In the oceans, mollusks were making it big, while many species of large fish and sharks were on the decline due to the changing global conditions. Lungfish and coelacanths which are both alive today became more diverse, but other lobe-finned fishes were dying at during the Permian.
The first modern trees began to appear during the Permian Period, mainly as a result of the more arid conditions. The great swamp forests of the Carboniferous could not survive the change in climate toward a much colder and drier world. Many hardy new trees began to take the place of the giant ferns and wet-growth trees, including conifers, which were able to withstand the wild temperature fluctuation with their lack of deciduous leaves and thick bark. Ferns began to decline in importance due to the delicate nature of their reproduction, which was not suitable for more arid environments.
It is during the Permian that a very important family of land-dwelling tetrapods really began to make it big. These synapsids, also known as mammal-like reptiles, included large herbivores such as edaphosaurus and predators like dimetrodon in the early Permian. These mammal-like reptiles are closely related to true mammals and to our own ancestors. By the late Permian, mammal-like reptiles had continued to thrive even in the vast deserts of Pangaea. Their scaly skin, low need for water, and smaller food requirements due to being ectotherms allowed the reptiles to flourish when other organisms were dying out in large numbers. Amphibians were hit especially hard when the shallow waterways they once thrived in began to dry up. Since amphibians depend on water to keep their skin wet as well as lay their eggs, the Permian desert conditions were very inhospitable indeed.
The Permian Period ended with the most disastrous mass extinction event ever to strike the Earth.
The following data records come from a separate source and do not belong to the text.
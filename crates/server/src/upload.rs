//! Direct token upload, bypassing the OAuth flow.

use crate::error::{AuthenticationError, UploadError};
use crate::identity::Authenticator;
use crate::records::{AccessTokenRecords, ObjectKey};
use crate::tokenstorage::{NotifyingTokenStorage, Token, TokenStorage};
use std::sync::Arc;

/// Access the uploader must hold on the target record.
const UPLOAD_VERB: &str = "update";

#[derive(Clone)]
pub struct TokenUploader {
    authenticator: Arc<dyn Authenticator>,
    records: Arc<dyn AccessTokenRecords>,
    storage: NotifyingTokenStorage,
}

impl TokenUploader {
    pub fn new(
        authenticator: Arc<dyn Authenticator>,
        records: Arc<dyn AccessTokenRecords>,
        storage: NotifyingTokenStorage,
    ) -> Self {
        Self {
            authenticator,
            records,
            storage,
        }
    }

    /// Store `body` as the token data of the record `namespace/name`.
    ///
    /// The cluster decides whether the caller may update that record.
    pub async fn handle(
        &self,
        credential: Option<&str>,
        namespace: &str,
        name: &str,
        body: &[u8],
    ) -> Result<(), UploadError> {
        let credential = credential.ok_or(AuthenticationError::MissingCredential)?;
        let identity = self.authenticator.authenticate(credential).await?;

        let owner = ObjectKey::new(namespace, name);
        if !self
            .authenticator
            .authorize(&identity, UPLOAD_VERB, &owner)
            .await?
        {
            return Err(UploadError::Forbidden {
                user: identity.username,
                namespace: owner.namespace,
                name: owner.name,
            });
        }
        if self.records.get(&owner).await?.is_none() {
            return Err(UploadError::RecordNotFound {
                namespace: owner.namespace,
                name: owner.name,
            });
        }

        let token: Token = serde_json::from_slice(body)?;
        self.storage.store(&owner, &token).await?;

        tracing::info!(owner = %owner, user = %identity.username, "stored uploaded token");
        Ok(())
    }
}
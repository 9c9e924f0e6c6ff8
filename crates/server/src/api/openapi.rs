//! OpenAPI/Utoipa configuration.

use crate::api::{health::MISC_TAG, oauth::OAUTH_TAG, upload::TOKEN_TAG};
use utoipa::{
    Modify, OpenApi,
    openapi::security::{HttpAuthScheme, HttpBuilder, SecurityScheme},
};

/// Security addon for OpenAPI documentation.
pub struct SecurityAddon;

impl Modify for SecurityAddon {
    fn modify(&self, openapi: &mut utoipa::openapi::OpenApi) {
        let components = openapi.components.get_or_insert_with(Default::default);
        let bearer = HttpBuilder::new()
            .scheme(HttpAuthScheme::Bearer)
            .description(Some(
                "A Kubernetes bearer token. It is reviewed by the cluster to identify the caller.",
            ))
            .build();
        components.add_security_scheme("Authorization", SecurityScheme::Http(bearer));
    }
}

/// OpenAPI documentation configuration.
#[derive(OpenApi)]
#[openapi(
    modifiers(&SecurityAddon),
    info(
        title = "SPI OAuth Service",
        version = "1.0.0",
        description = "Brokers OAuth flows with service providers and stores the obtained tokens \
                       for access token records in the cluster."
    ),
    tags(
        (name = MISC_TAG, description = "Probes and landing pages"),
        (name = OAUTH_TAG, description = "OAuth flow endpoints"),
        (name = TOKEN_TAG, description = "Direct token upload")
    )
)]
pub struct ApiDoc;
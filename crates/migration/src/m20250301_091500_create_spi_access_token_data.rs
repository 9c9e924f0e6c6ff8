use sea_orm_migration::{prelude::*, schema::*};

#[derive(DeriveMigrationName)]
pub struct Migration;

#[async_trait::async_trait]
impl MigrationTrait for Migration {
    async fn up(&self, manager: &SchemaManager) -> Result<(), DbErr> {
        manager
            .create_table(
                Table::create()
                    .table(SpiAccessTokenData::Table)
                    .if_not_exists()
                    .col(string(SpiAccessTokenData::Namespace).not_null())
                    .col(string(SpiAccessTokenData::Name).not_null())
                    .col(text(SpiAccessTokenData::AccessToken).not_null())
                    .col(string(SpiAccessTokenData::TokenType).not_null())
                    .col(text_null(SpiAccessTokenData::RefreshToken))
                    .col(big_integer(SpiAccessTokenData::Expiry).default(0))
                    .col(timestamp_with_time_zone(SpiAccessTokenData::UpdatedAt))
                    .primary_key(
                        Index::create()
                            .col(SpiAccessTokenData::Namespace)
                            .col(SpiAccessTokenData::Name),
                    )
                    .to_owned(),
            )
            .await
    }

    async fn down(&self, manager: &SchemaManager) -> Result<(), DbErr> {
        manager
            .drop_table(Table::drop().table(SpiAccessTokenData::Table).to_owned())
            .await
    }
}

#[derive(DeriveIden)]
enum SpiAccessTokenData {
    Table,
    Namespace,
    Name,
    AccessToken,
    TokenType,
    RefreshToken,
    Expiry,
    UpdatedAt,
}
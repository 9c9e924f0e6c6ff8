//! Shared fixtures for the integration tests.
#![allow(dead_code)]

use async_trait::async_trait;
use axum_test::TestServer;
use sea_orm::{ConnectionTrait, Database, DatabaseConnection, DbBackend, Statement};
use spi_oauth::AppState;
use spi_oauth::config::ServiceProviderConfiguration;
use spi_oauth::controller::FlowDependencies;
use spi_oauth::error::{AuthenticationError, StorageError};
use spi_oauth::identity::{Authenticator, CallerIdentity};
use spi_oauth::oauthstate::{AnonymousFlowState, AuthenticatedFlowState, StateCodec};
use spi_oauth::providers::ServiceProviderType;
use spi_oauth::records::{AccessTokenRecords, DbAccessTokenRecords, ObjectKey};
use spi_oauth::tokenstorage::{DbTokenStorage, NotifyingTokenStorage, Token, TokenStorage};
use std::collections::{BTreeMap, HashMap};
use std::sync::{Arc, Mutex};
use std::time::Duration;
use time::OffsetDateTime;

pub const SECRET: &[u8] = b"0123456789abcdef0123456789abcdef";
pub const BASE_URL: &str = "https://spi.example.com";
pub const ALICE_TOKEN: &str = "alice-k8s-token";
pub const MALLORY_TOKEN: &str = "mallory-k8s-token";

/// Create a test database with the access token tables
pub async fn create_test_db() -> Arc<DatabaseConnection> {
    let db = Database::connect("sqlite::memory:").await.expect("connect");

    db.execute(Statement::from_string(
        DbBackend::Sqlite,
        r#"CREATE TABLE spi_access_token (
            namespace TEXT NOT NULL,
            name TEXT NOT NULL,
            service_provider_url TEXT NOT NULL,
            token_metadata TEXT NULL,
            data_version INTEGER NOT NULL DEFAULT 0,
            data_updated_at TEXT NULL,
            resource_version INTEGER NOT NULL DEFAULT 1,
            PRIMARY KEY (namespace, name)
        );"#,
    ))
    .await
    .expect("create spi_access_token table");

    db.execute(Statement::from_string(
        DbBackend::Sqlite,
        r#"CREATE TABLE spi_access_token_data (
            namespace TEXT NOT NULL,
            name TEXT NOT NULL,
            access_token TEXT NOT NULL,
            token_type TEXT NOT NULL,
            refresh_token TEXT NULL,
            expiry INTEGER NOT NULL DEFAULT 0,
            updated_at TEXT NOT NULL,
            PRIMARY KEY (namespace, name)
        );"#,
    ))
    .await
    .expect("create spi_access_token_data table");

    Arc::new(db)
}

pub async fn insert_record(db: &DatabaseConnection, namespace: &str, name: &str) {
    db.execute(Statement::from_sql_and_values(
        DbBackend::Sqlite,
        r#"INSERT INTO spi_access_token (namespace, name, service_provider_url)
           VALUES (?, ?, 'https://github.com');"#,
        [namespace.into(), name.into()],
    ))
    .await
    .expect("insert access token record");
}

pub fn identity(username: &str, uid: &str) -> CallerIdentity {
    CallerIdentity {
        username: username.into(),
        uid: uid.into(),
        groups: vec!["system:authenticated".into(), "developers".into()],
        extra: BTreeMap::new(),
    }
}

/// Authenticator with a fixed credential table and per-user namespace grants.
pub struct StaticAuthenticator {
    identities: HashMap<String, CallerIdentity>,
    grants: HashMap<String, Vec<String>>,
}

impl StaticAuthenticator {
    pub fn new(identities: impl IntoIterator<Item = (&'static str, CallerIdentity)>) -> Self {
        Self {
            identities: identities
                .into_iter()
                .map(|(token, id)| (token.to_string(), id))
                .collect(),
            grants: HashMap::new(),
        }
    }

    /// Allow `username` to update records in `namespaces`.
    pub fn grant(mut self, username: &str, namespaces: &[&str]) -> Self {
        self.grants.insert(
            username.to_string(),
            namespaces.iter().map(|ns| ns.to_string()).collect(),
        );
        self
    }

    /// Alice may update records in `ns` and `alice-ns`, mallory only in `mallory-ns`.
    pub fn alice_and_mallory() -> Self {
        Self::new([
            (ALICE_TOKEN, identity("alice", "uid-alice")),
            (MALLORY_TOKEN, identity("mallory", "uid-mallory")),
        ])
        .grant("alice", &["ns", "alice-ns"])
        .grant("mallory", &["mallory-ns"])
    }
}

#[async_trait]
impl Authenticator for StaticAuthenticator {
    async fn authenticate(&self, credential: &str) -> Result<CallerIdentity, AuthenticationError> {
        self.identities
            .get(credential)
            .cloned()
            .ok_or(AuthenticationError::Rejected)
    }

    async fn authorize(
        &self,
        identity: &CallerIdentity,
        verb: &str,
        owner: &ObjectKey,
    ) -> Result<bool, AuthenticationError> {
        Ok(verb == "update"
            && self
                .grants
                .get(&identity.username)
                .is_some_and(|namespaces| namespaces.contains(&owner.namespace)))
    }
}

/// Storage wrapper remembering every successful write.
pub struct RecordingStorage {
    inner: Arc<dyn TokenStorage>,
    writes: Mutex<Vec<(ObjectKey, Token)>>,
}

impl RecordingStorage {
    pub fn new(inner: Arc<dyn TokenStorage>) -> Self {
        Self {
            inner,
            writes: Mutex::new(Vec::new()),
        }
    }

    pub fn writes(&self) -> Vec<(ObjectKey, Token)> {
        self.writes.lock().unwrap().clone()
    }
}

#[async_trait]
impl TokenStorage for RecordingStorage {
    async fn store(&self, owner: &ObjectKey, token: &Token) -> Result<(), StorageError> {
        self.inner.store(owner, token).await?;
        self.writes
            .lock()
            .unwrap()
            .push((owner.clone(), token.clone()));
        Ok(())
    }

    async fn get(&self, owner: &ObjectKey) -> Result<Option<Token>, StorageError> {
        self.inner.get(owner).await
    }

    async fn delete(&self, owner: &ObjectKey) -> Result<(), StorageError> {
        self.inner.delete(owner).await
    }
}

pub struct TestEnv {
    pub db: Arc<DatabaseConnection>,
    pub records: Arc<DbAccessTokenRecords>,
    pub storage: Arc<RecordingStorage>,
    pub codec: StateCodec,
    pub server: TestServer,
}

pub fn flow_state(provider: &str, namespace: &str, name: &str, scopes: &[&str]) -> AnonymousFlowState {
    AnonymousFlowState {
        token_name: name.into(),
        token_namespace: namespace.into(),
        issued_at: OffsetDateTime::now_utc().unix_timestamp(),
        scopes: scopes.iter().map(|s| s.to_string()).collect(),
        service_provider_type: provider.into(),
        service_provider_url: "https://github.com".into(),
    }
}

impl TestEnv {
    /// Encode an anonymous GitHub state for the record `namespace/name`.
    pub fn anonymous_state(&self, namespace: &str, name: &str, scopes: &[&str]) -> String {
        self.codec
            .encode_anonymous(&flow_state("GitHub", namespace, name, scopes))
            .expect("encode anonymous state")
    }

    /// Encode alice's authenticated state targeting `provider`, as if issued by its Authenticate.
    pub fn authenticated_state_for(&self, provider: &str, namespace: &str, name: &str) -> String {
        self.codec
            .encode_authenticated(&AuthenticatedFlowState {
                anonymous: flow_state(provider, namespace, name, &[]),
                caller_identity: identity("alice", "uid-alice"),
                authorization_header: ALICE_TOKEN.into(),
            })
            .expect("encode authenticated state")
    }

    /// Run Authenticate as alice and return the authenticated state from the redirect.
    pub async fn authenticated_state(&self, namespace: &str, name: &str, scopes: &[&str]) -> String {
        let response = self
            .server
            .get("/github/authenticate")
            .add_query_param("state", self.anonymous_state(namespace, name, scopes))
            .authorization_bearer(ALICE_TOKEN)
            .await;
        response.assert_status(axum::http::StatusCode::FOUND);
        let location = url::Url::parse(response.header("location").to_str().unwrap()).unwrap();
        location
            .query_pairs()
            .find(|(k, _)| k == "state")
            .map(|(_, v)| v.into_owned())
            .expect("state in authorization URL")
    }

    pub async fn record(&self, namespace: &str, name: &str) -> spi_oauth::records::SpiAccessToken {
        self.records
            .get(&ObjectKey::new(namespace, name))
            .await
            .unwrap()
            .expect("record exists")
    }
}

/// Server with a GitHub provider whose endpoints live at `provider_base_url`.
pub async fn test_env(provider_base_url: &str, strict_identity_check: bool) -> TestEnv {
    let db = create_test_db().await;
    let records = Arc::new(DbAccessTokenRecords::new(db.clone()));
    let storage = Arc::new(RecordingStorage::new(Arc::new(DbTokenStorage::new(db.clone()))));
    let codec = StateCodec::new(SECRET, Duration::from_secs(600)).unwrap();

    let deps = FlowDependencies {
        codec: codec.clone(),
        http: reqwest::Client::new(),
        authenticator: Arc::new(StaticAuthenticator::alice_and_mallory()),
        records: records.clone(),
        storage: NotifyingTokenStorage::new(records.clone(), storage.clone()),
        base_url: BASE_URL.into(),
        strict_identity_check,
    };
    let providers = [ServiceProviderConfiguration {
        service_provider_type: ServiceProviderType::GitHub,
        client_id: "client-id".into(),
        client_secret: "client-secret".into(),
        base_url: Some(provider_base_url.into()),
    }];
    let state = AppState::new(&providers, deps).expect("app state");
    let server = TestServer::new(spi_oauth::api::router(state, &[])).expect("create test server");

    TestEnv {
        db,
        records,
        storage,
        codec,
        server,
    }
}
//! HTTP endpoints of the OAuth service.
//!
//! - `oauth` - OAuth flow endpoints (/{provider}/authenticate, /{provider}/callback)
//! - `upload` - Direct token upload (/token/{namespace}/{name})
//! - `health` - Probes and landing pages (/health, /ready, /callback_*)
//! - `openapi` - OpenAPI/Utoipa configuration

pub mod health;
pub mod oauth;
pub mod openapi;
pub mod upload;

pub use health::MISC_TAG;
pub use oauth::OAUTH_TAG;
pub use upload::TOKEN_TAG;

use crate::AppState;
use axum::http::{HeaderValue, Method, header};
use tower_http::{
    cors::{AllowOrigin, CorsLayer},
    trace::TraceLayer,
};
use utoipa::OpenApi;
use utoipa_axum::{router::OpenApiRouter, routes};
use utoipa_redoc::{Redoc, Servable};

/// CORS policy admitting only the configured origins. No origins means same-origin only.
fn cors_layer(allowed_origins: &[String]) -> CorsLayer {
    let origins: Vec<HeaderValue> = allowed_origins
        .iter()
        .filter_map(|origin| match HeaderValue::from_str(origin) {
            Ok(v) => Some(v),
            Err(_) => {
                tracing::warn!(%origin, "ignoring invalid CORS origin");
                None
            }
        })
        .collect();

    CorsLayer::new()
        .allow_origin(AllowOrigin::list(origins))
        .allow_methods([Method::GET, Method::POST])
        .allow_headers([header::AUTHORIZATION, header::CONTENT_TYPE])
        .allow_credentials(true)
}

/// Builds the application router with all routes, middleware and the API docs.
pub fn router(state: AppState, allowed_origins: &[String]) -> axum::Router {
    let (router, api) = OpenApiRouter::with_openapi(openapi::ApiDoc::openapi())
        .merge(oauth::router(state.clone()))
        .merge(upload::router(state))
        .routes(routes!(health::health))
        .routes(routes!(health::ready))
        .routes(routes!(health::callback_success))
        .routes(routes!(health::callback_error))
        .layer(cors_layer(allowed_origins))
        .layer(TraceLayer::new_for_http())
        .split_for_parts();

    router.merge(Redoc::with_url("/api-docs", api))
}

/// Starts the web server with all configured routes.
#[tracing::instrument(skip(state, allowed_origins))]
pub async fn start_webserver(
    state: AppState,
    bind_address: &str,
    allowed_origins: &[String],
) -> color_eyre::Result<()> {
    let router = router(state, allowed_origins);

    let listener = tokio::net::TcpListener::bind(bind_address).await?;
    tracing::info!(addr = %bind_address, "Server running");
    axum::serve(listener, router)
        .await
        .map_err(|e| color_eyre::Report::msg(format!("Failed to start server: {e}")))?;

    Ok(())
}
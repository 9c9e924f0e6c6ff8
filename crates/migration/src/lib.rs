pub use sea_orm_migration::prelude::*;

mod m20250301_090000_create_spi_access_token;
mod m20250301_091500_create_spi_access_token_data;

pub struct Migrator;

#[async_trait::async_trait]
impl MigratorTrait for Migrator {
    fn migrations() -> Vec<Box<dyn MigrationTrait>> {
        vec![
            Box::new(m20250301_090000_create_spi_access_token::Migration),
            Box::new(m20250301_091500_create_spi_access_token_data::Migration),
        ]
    }
}
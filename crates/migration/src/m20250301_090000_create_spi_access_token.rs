use sea_orm_migration::{prelude::*, schema::*};

#[derive(DeriveMigrationName)]
pub struct Migration;

#[async_trait::async_trait]
impl MigrationTrait for Migration {
    async fn up(&self, manager: &SchemaManager) -> Result<(), DbErr> {
        manager
            .create_table(
                Table::create()
                    .table(SpiAccessToken::Table)
                    .if_not_exists()
                    .col(string(SpiAccessToken::Namespace).not_null())
                    .col(string(SpiAccessToken::Name).not_null())
                    .col(string(SpiAccessToken::ServiceProviderUrl).not_null())
                    .col(json_null(SpiAccessToken::TokenMetadata))
                    .col(big_integer(SpiAccessToken::DataVersion).default(0))
                    .col(timestamp_with_time_zone_null(SpiAccessToken::DataUpdatedAt))
                    .col(big_integer(SpiAccessToken::ResourceVersion).default(1))
                    .primary_key(
                        Index::create()
                            .col(SpiAccessToken::Namespace)
                            .col(SpiAccessToken::Name),
                    )
                    .to_owned(),
            )
            .await
    }

    async fn down(&self, manager: &SchemaManager) -> Result<(), DbErr> {
        manager
            .drop_table(Table::drop().table(SpiAccessToken::Table).to_owned())
            .await
    }
}

#[derive(DeriveIden)]
enum SpiAccessToken {
    Table,
    Namespace,
    Name,
    ServiceProviderUrl,
    TokenMetadata,
    DataVersion,
    DataUpdatedAt,
    ResourceVersion,
}
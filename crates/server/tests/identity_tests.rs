//! Tests for the authenticator backed by the TokenReview and SubjectAccessReview APIs.

use serde_json::json;
use spi_oauth::error::AuthenticationError;
use spi_oauth::identity::{Authenticator, CallerIdentity, TokenReviewAuthenticator};
use spi_oauth::records::ObjectKey;
use wiremock::matchers::{body_partial_json, header, method, path};
use wiremock::{Mock, MockServer, ResponseTemplate};

const REVIEW_PATH: &str = "/apis/authentication.k8s.io/v1/tokenreviews";
const ACCESS_REVIEW_PATH: &str = "/apis/authorization.k8s.io/v1/subjectaccessreviews";

fn mallory() -> CallerIdentity {
    CallerIdentity {
        username: "mallory".into(),
        uid: "u-2".into(),
        groups: vec!["system:authenticated".into()],
        extra: Default::default(),
    }
}

fn authenticator(server: &MockServer, audiences: Vec<String>) -> TokenReviewAuthenticator {
    TokenReviewAuthenticator::new(
        reqwest::Client::new(),
        server.uri(),
        Some("sa-token".into()),
        audiences,
    )
}

#[tokio::test]
async fn test_authenticated_review_yields_identity() {
    let server = MockServer::start().await;
    Mock::given(method("POST"))
        .and(path(REVIEW_PATH))
        .and(header("authorization", "Bearer sa-token"))
        .and(body_partial_json(json!({
            "kind": "TokenReview",
            "spec": { "token": "user-token", "audiences": ["spi"] }
        })))
        .respond_with(ResponseTemplate::new(201).set_body_json(json!({
            "status": {
                "authenticated": true,
                "user": {
                    "username": "alice",
                    "uid": "u-1",
                    "groups": ["system:authenticated"],
                    "extra": { "scopes": ["a", "b"] }
                }
            }
        })))
        .expect(1)
        .mount(&server)
        .await;

    let identity = authenticator(&server, vec!["spi".into()])
        .authenticate("user-token")
        .await
        .unwrap();

    assert_eq!(identity.username, "alice");
    assert_eq!(identity.uid, "u-1");
    assert_eq!(identity.groups, vec!["system:authenticated".to_string()]);
    assert_eq!(identity.extra["scopes"], vec!["a".to_string(), "b".to_string()]);
}

#[tokio::test]
async fn test_unauthenticated_review_is_rejected() {
    let server = MockServer::start().await;
    Mock::given(method("POST"))
        .and(path(REVIEW_PATH))
        .respond_with(ResponseTemplate::new(201).set_body_json(json!({
            "status": { "authenticated": false, "error": "token expired" }
        })))
        .mount(&server)
        .await;

    let result = authenticator(&server, Vec::new()).authenticate("stale").await;

    assert!(matches!(result, Err(AuthenticationError::Rejected)));
}

#[tokio::test]
async fn test_review_endpoint_failure_is_backend_error() {
    let server = MockServer::start().await;
    Mock::given(method("POST"))
        .and(path(REVIEW_PATH))
        .respond_with(ResponseTemplate::new(403))
        .mount(&server)
        .await;

    let result = authenticator(&server, Vec::new()).authenticate("user-token").await;

    assert!(matches!(result, Err(AuthenticationError::Backend(_))));
}

#[tokio::test]
async fn test_access_review_asks_about_the_record() {
    let server = MockServer::start().await;
    Mock::given(method("POST"))
        .and(path(ACCESS_REVIEW_PATH))
        .and(header("authorization", "Bearer sa-token"))
        .and(body_partial_json(json!({
            "kind": "SubjectAccessReview",
            "spec": {
                "user": "mallory",
                "uid": "u-2",
                "groups": ["system:authenticated"],
                "resourceAttributes": {
                    "namespace": "alice-ns",
                    "name": "t",
                    "verb": "update",
                    "group": "appstudio.redhat.com",
                    "resource": "spiaccesstokens"
                }
            }
        })))
        .respond_with(ResponseTemplate::new(201).set_body_json(json!({
            "status": { "allowed": false, "reason": "no RBAC policy matched" }
        })))
        .expect(1)
        .mount(&server)
        .await;

    let allowed = authenticator(&server, Vec::new())
        .authorize(&mallory(), "update", &ObjectKey::new("alice-ns", "t"))
        .await
        .unwrap();

    assert!(!allowed);
}

#[tokio::test]
async fn test_allowed_access_review() {
    let server = MockServer::start().await;
    Mock::given(method("POST"))
        .and(path(ACCESS_REVIEW_PATH))
        .respond_with(ResponseTemplate::new(201).set_body_json(json!({
            "status": { "allowed": true }
        })))
        .mount(&server)
        .await;

    let allowed = authenticator(&server, Vec::new())
        .authorize(&mallory(), "update", &ObjectKey::new("mallory-ns", "t"))
        .await
        .unwrap();

    assert!(allowed);
}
Between 90 and 95% of all marine and 70% of all land-dwelling species died off as a result of this catastrophic event. The aforementioned desert conditions caused by the fusion of the continents into the supercontinent of Pangaea helped to contribute to this extinction. Shallow seas were draining away, destroying entire marine ecosystems. Furthermore, evidence points to an increase in volcanic activity which further altered the climate by pumping vast amounts of toxic chemicals and greenhouse gases into the atmosphere. The toxic agents could have also depleted the ozone layer, thus exposing organisms to harmful ultraviolet rays from the sun that were normally shielded. All of these factors taken together spelled doom for the majority of life on Earth, with only the toughest and hardiest animals surviving to continue the saga of evolution on our planet.